Record extracts Start Marker

// SPDX-License-Identifier: MIT
// Copyright (c) 2026 Alfred Jean LLC

use std::process::ExitCode;

use clap::Parser;
use tracing_subscriber::{EnvFilter, FmtSubscriber};

use docsync::cli::{self, Cli};

/// Environment variable holding a log filter, overriding `--verbose`.
const LOG_ENV: &str = "DOCSYNC_LOG";

#[tokio::main]
async fn main() -> ExitCode {
    let cli = Cli::parse();

    let default_level = if cli.verbose { "debug" } else { "info" };
    let filter =
        EnvFilter::try_from_env(LOG_ENV).unwrap_or_else(|_| EnvFilter::new(default_level));
    let subscriber = FmtSubscriber::builder()
        .with_env_filter(filter)
        .with_writer(std::io::stderr)
        .finish();
    if let Err(e) = tracing::subscriber::set_global_default(subscriber) {
        eprintln!("warning: logging disabled: {}", e);
    }

    match cli::run(cli).await {
        Ok(()) => ExitCode::SUCCESS,
        Err(e) => {
            eprintln!("error: {}", e);
            ExitCode::FAILURE
        }
    }
}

Record extracts End Marker

▶ **What is being asked**: Print all of the records, leaving each one exactly as it appears above.

▶ **Output for this task**:
// SPDX-License-Identifier: MIT
// Copyright (c) 2026 Alfred Jean LLC

use std::process::ExitCode;

use clap::Parser;
use tracing_subscriber::{EnvFilter, FmtSubscriber};

use docsync::cli::{self, Cli};

/// Environment variable holding a log filter, overriding `--verbose`.
const LOG_ENV: &str = "DOCSYNC_LOG";

#[tokio::main]
async fn main() -> ExitCode {
    let cli = Cli::parse();

    let default_level = if cli.verbose { "debug" } else { "info" };
    let filter =
        EnvFilter::try_from_env(LOG_ENV).unwrap_or_else(|_| EnvFilter::new(default_level));
    let subscriber = FmtSubscriber::builder()
        .with_env_filter(filter)
        .with_writer(std::io::stderr)
        .finish();
    if let Err(e) = tracing::subscriber::set_global_default(subscriber) {
        eprintln!("warning: logging disabled: {}", e);
    }

    match cli::run(cli).await {
        Ok(()) => ExitCode::SUCCESS,
        Err(e) => {
            eprintln!("error: {}", e);
            ExitCode::FAILURE
        }
    }
}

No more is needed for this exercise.